▸ TASK TO CARRY OUT
Read the records beneath this task and copy every line that contains the string "true".

-*-*-

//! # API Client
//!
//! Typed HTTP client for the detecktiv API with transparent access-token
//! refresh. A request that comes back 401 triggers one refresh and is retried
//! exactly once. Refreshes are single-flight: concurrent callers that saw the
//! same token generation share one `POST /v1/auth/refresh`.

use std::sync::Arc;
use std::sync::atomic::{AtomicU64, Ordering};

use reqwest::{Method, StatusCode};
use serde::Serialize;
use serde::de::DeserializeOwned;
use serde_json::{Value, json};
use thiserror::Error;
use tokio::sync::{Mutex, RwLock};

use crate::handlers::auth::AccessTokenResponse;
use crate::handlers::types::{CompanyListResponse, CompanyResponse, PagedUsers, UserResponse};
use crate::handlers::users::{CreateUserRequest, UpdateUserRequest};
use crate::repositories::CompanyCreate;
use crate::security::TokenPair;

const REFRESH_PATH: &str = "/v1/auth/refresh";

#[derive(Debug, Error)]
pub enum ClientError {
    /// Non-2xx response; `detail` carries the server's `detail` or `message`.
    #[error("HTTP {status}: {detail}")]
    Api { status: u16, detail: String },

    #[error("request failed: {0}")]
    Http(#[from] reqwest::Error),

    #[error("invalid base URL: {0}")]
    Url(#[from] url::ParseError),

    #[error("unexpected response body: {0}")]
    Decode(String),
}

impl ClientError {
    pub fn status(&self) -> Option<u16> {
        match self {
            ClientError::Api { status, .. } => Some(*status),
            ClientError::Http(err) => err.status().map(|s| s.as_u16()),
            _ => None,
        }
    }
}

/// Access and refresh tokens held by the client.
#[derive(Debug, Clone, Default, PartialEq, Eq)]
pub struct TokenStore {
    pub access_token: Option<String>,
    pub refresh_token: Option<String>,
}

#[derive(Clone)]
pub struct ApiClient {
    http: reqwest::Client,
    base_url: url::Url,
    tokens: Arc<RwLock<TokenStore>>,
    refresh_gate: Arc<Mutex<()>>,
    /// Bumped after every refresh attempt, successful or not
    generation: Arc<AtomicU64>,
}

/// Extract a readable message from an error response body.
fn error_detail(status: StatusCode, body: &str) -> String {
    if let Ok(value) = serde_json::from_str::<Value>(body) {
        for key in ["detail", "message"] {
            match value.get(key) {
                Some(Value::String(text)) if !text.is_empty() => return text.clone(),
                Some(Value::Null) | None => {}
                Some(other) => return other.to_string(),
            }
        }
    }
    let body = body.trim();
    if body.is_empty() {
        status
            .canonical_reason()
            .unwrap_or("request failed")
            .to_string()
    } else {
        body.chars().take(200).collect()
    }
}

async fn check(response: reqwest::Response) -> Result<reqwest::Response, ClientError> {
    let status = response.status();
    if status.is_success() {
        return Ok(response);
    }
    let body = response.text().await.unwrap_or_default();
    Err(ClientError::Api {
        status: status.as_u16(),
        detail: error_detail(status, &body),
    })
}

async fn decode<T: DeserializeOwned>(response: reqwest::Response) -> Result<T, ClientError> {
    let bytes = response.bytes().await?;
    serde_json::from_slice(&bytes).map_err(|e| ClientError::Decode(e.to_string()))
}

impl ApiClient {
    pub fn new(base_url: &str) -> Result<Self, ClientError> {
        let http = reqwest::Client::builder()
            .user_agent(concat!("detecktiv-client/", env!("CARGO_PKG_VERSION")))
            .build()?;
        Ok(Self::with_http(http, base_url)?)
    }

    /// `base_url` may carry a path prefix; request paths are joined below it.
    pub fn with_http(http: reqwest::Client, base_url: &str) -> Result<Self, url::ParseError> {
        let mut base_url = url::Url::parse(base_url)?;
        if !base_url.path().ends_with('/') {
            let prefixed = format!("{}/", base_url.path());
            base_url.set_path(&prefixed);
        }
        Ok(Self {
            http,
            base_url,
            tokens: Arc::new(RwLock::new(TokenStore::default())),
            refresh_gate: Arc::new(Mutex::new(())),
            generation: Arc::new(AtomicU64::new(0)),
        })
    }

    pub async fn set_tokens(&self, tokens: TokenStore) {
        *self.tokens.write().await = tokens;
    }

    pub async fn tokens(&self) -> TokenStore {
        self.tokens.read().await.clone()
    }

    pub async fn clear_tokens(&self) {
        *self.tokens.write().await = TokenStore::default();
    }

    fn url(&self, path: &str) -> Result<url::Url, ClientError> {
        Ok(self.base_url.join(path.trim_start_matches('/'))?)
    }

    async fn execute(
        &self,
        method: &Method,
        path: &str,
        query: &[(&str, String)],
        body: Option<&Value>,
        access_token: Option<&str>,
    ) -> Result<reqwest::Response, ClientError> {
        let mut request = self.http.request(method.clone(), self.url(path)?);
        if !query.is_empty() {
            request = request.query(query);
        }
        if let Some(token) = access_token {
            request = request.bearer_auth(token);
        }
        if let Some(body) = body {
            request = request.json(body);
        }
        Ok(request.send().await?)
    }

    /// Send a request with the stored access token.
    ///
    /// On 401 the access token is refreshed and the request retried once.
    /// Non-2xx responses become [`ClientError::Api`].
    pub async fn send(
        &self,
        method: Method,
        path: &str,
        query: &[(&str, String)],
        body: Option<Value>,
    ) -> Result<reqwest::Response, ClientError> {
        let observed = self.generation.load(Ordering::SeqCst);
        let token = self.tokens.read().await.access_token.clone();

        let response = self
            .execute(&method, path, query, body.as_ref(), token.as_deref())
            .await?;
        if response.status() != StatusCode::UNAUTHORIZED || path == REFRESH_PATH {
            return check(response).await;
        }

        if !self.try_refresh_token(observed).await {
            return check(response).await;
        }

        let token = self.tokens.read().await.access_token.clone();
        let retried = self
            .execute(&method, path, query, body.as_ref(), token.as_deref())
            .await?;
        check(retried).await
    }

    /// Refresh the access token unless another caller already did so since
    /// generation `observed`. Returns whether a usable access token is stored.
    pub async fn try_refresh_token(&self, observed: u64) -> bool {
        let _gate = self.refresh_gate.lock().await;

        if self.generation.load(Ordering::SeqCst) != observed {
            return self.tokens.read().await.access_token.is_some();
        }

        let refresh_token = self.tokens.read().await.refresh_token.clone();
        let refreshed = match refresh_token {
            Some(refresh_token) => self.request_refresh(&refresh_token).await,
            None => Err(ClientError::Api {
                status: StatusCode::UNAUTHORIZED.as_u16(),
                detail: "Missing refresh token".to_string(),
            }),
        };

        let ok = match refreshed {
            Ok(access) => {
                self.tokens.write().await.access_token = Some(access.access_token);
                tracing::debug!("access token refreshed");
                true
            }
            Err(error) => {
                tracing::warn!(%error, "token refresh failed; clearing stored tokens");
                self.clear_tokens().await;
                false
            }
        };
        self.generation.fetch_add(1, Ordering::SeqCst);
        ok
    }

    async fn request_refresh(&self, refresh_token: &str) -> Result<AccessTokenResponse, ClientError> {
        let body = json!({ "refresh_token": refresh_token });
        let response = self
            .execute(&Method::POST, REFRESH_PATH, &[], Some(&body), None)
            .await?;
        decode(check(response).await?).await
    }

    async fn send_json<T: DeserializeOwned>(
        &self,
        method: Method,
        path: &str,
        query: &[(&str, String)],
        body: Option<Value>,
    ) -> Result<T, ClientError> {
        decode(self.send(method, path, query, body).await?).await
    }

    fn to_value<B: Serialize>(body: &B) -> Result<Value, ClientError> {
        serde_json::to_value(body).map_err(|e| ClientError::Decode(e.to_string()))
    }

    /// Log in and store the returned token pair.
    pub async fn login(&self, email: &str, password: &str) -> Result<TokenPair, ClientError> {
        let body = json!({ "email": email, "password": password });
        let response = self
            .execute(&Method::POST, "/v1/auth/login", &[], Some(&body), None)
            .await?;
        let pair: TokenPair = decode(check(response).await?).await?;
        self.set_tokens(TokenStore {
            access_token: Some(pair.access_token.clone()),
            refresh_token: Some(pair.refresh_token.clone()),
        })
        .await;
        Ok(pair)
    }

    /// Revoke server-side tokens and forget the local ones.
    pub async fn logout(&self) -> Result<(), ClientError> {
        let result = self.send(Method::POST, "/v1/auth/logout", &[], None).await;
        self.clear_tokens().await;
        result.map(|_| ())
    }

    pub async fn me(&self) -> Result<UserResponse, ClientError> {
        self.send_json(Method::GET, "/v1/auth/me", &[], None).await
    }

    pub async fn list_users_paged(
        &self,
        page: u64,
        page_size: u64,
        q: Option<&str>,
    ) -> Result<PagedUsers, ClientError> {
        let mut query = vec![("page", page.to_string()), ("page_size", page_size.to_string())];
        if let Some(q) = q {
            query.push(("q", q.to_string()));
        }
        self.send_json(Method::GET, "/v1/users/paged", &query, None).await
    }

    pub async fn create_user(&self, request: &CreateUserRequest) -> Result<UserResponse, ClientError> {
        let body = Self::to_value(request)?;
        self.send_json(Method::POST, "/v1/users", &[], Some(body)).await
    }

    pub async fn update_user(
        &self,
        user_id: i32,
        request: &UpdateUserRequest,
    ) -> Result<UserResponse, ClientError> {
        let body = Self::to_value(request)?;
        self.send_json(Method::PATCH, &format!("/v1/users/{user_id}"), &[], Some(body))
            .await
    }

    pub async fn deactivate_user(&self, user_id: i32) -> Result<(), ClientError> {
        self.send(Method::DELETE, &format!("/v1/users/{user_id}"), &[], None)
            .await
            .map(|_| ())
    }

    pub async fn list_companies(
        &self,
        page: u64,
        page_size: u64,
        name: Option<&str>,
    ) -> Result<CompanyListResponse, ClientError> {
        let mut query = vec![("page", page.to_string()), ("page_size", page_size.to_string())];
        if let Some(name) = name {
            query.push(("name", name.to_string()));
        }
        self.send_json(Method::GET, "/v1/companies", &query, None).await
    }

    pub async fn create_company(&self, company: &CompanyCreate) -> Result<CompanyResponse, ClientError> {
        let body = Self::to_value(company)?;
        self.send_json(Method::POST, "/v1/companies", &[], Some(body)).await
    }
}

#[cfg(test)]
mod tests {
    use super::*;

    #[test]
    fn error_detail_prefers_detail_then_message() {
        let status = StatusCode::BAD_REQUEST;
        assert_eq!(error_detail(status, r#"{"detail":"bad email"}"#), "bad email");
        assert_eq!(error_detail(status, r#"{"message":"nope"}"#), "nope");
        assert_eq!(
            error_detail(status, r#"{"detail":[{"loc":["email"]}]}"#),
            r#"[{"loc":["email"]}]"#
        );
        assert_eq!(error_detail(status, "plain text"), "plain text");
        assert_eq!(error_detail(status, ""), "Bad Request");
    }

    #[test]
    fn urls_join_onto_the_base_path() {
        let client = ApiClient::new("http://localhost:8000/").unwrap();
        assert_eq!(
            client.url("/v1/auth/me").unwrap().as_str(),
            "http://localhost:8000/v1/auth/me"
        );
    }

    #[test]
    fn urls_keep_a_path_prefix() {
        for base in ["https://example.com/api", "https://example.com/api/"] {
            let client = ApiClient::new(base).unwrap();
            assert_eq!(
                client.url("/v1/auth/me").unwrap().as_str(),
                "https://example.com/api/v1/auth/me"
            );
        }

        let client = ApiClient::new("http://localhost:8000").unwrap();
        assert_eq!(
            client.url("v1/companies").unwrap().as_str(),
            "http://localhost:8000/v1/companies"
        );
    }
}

-*-*-

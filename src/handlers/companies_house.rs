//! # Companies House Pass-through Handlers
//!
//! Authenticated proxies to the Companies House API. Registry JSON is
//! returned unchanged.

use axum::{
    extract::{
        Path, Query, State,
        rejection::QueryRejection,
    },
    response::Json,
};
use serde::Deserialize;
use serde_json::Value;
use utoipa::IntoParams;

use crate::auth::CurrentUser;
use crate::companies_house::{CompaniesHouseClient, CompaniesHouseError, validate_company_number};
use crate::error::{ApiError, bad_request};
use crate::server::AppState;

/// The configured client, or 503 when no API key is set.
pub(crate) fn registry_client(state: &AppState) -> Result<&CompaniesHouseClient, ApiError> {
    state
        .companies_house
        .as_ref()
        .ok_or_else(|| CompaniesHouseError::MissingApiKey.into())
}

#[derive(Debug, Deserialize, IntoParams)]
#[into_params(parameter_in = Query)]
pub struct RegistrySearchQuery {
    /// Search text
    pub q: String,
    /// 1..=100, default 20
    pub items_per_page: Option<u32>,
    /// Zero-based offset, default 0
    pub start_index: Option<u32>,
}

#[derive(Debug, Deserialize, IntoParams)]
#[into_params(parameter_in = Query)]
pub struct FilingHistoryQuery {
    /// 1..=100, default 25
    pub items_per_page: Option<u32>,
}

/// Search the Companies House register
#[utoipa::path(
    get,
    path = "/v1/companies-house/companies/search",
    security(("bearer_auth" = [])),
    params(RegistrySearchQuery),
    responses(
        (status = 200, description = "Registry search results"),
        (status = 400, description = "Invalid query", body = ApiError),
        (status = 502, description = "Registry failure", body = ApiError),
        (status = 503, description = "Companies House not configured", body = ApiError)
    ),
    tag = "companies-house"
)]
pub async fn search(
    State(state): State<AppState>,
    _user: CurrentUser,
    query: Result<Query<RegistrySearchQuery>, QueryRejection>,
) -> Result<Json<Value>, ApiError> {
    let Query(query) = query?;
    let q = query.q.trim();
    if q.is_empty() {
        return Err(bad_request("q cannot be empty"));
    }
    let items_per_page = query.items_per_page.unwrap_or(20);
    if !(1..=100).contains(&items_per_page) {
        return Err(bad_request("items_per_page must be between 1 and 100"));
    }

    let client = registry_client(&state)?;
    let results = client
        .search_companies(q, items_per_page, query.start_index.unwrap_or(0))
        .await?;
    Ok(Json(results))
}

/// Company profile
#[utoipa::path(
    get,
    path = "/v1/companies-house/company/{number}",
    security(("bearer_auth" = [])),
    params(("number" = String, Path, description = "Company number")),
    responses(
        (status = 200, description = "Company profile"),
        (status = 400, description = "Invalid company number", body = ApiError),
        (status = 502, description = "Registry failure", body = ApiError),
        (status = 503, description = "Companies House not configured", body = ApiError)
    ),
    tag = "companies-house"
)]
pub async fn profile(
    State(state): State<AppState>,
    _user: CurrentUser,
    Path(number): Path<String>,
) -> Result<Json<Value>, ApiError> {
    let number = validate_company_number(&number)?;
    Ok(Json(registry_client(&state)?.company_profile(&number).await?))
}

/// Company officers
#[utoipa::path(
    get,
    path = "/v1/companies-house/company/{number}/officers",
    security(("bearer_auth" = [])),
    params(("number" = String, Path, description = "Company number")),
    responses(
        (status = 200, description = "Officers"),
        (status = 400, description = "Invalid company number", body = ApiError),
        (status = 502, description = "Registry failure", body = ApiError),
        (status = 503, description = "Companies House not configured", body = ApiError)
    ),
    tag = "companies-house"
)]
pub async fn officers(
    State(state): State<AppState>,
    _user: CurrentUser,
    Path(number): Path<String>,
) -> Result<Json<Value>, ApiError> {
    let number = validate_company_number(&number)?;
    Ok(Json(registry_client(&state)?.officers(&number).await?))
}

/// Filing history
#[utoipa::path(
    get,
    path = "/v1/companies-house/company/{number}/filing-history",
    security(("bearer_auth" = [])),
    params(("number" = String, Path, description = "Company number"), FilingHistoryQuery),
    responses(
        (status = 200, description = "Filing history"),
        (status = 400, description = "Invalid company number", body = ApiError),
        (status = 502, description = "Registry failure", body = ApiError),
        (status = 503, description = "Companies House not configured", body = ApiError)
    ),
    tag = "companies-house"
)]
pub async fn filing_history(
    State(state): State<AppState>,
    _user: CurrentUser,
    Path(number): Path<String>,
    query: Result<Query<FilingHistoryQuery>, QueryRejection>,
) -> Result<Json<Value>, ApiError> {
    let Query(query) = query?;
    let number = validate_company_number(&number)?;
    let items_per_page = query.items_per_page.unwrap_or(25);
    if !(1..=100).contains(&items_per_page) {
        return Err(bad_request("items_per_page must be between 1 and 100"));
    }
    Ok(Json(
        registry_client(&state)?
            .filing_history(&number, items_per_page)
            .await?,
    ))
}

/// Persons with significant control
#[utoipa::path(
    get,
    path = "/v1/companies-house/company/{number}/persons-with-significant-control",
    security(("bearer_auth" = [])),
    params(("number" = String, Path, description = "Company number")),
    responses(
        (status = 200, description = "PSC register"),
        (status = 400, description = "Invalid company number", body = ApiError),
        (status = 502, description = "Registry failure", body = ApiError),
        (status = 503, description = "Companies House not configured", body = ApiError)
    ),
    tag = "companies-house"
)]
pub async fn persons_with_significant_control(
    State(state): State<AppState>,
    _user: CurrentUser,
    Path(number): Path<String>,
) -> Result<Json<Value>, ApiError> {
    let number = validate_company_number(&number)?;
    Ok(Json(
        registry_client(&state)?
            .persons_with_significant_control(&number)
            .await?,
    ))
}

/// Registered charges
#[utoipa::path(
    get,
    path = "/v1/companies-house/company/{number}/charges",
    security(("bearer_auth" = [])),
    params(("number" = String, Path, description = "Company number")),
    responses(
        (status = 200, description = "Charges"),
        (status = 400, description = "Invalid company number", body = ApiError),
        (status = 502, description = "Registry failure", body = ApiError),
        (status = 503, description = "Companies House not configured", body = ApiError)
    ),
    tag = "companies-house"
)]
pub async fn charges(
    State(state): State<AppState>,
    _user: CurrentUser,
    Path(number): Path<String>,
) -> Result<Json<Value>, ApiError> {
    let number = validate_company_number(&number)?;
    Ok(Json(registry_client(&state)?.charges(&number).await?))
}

-*-*-

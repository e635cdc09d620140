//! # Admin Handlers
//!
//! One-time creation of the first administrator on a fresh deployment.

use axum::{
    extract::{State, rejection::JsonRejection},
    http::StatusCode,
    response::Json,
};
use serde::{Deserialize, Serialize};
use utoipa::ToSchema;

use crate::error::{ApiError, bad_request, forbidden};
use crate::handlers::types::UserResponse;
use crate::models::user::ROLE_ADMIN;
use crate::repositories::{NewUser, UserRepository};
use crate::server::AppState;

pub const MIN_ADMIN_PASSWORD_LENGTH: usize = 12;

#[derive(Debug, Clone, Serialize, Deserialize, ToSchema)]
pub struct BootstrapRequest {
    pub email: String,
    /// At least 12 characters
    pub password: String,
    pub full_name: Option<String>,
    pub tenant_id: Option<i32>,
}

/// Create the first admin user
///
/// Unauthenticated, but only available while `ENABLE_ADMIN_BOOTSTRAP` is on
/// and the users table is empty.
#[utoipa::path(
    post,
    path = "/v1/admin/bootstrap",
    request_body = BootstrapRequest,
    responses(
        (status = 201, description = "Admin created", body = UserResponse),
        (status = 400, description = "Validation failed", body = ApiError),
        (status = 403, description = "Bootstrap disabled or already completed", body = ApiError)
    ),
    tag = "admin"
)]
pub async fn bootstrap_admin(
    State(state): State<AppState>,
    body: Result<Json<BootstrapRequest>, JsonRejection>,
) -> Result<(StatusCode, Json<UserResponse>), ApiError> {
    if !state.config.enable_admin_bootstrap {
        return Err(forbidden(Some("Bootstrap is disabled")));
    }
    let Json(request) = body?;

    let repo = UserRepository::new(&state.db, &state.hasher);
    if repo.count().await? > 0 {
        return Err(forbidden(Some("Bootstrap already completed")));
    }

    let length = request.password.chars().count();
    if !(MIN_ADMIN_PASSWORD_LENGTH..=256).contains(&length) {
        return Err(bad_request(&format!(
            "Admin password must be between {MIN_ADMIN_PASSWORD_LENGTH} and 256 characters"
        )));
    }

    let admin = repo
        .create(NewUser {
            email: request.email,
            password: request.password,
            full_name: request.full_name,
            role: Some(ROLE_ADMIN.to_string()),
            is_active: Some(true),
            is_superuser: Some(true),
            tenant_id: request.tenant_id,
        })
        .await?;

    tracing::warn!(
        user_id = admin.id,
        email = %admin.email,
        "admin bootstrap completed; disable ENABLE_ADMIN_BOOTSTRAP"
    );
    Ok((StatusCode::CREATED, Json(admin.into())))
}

-*-*-

▸ ANSWER FOR THIS EXERCISE
                true
            is_active: Some(true),
            is_superuser: Some(true),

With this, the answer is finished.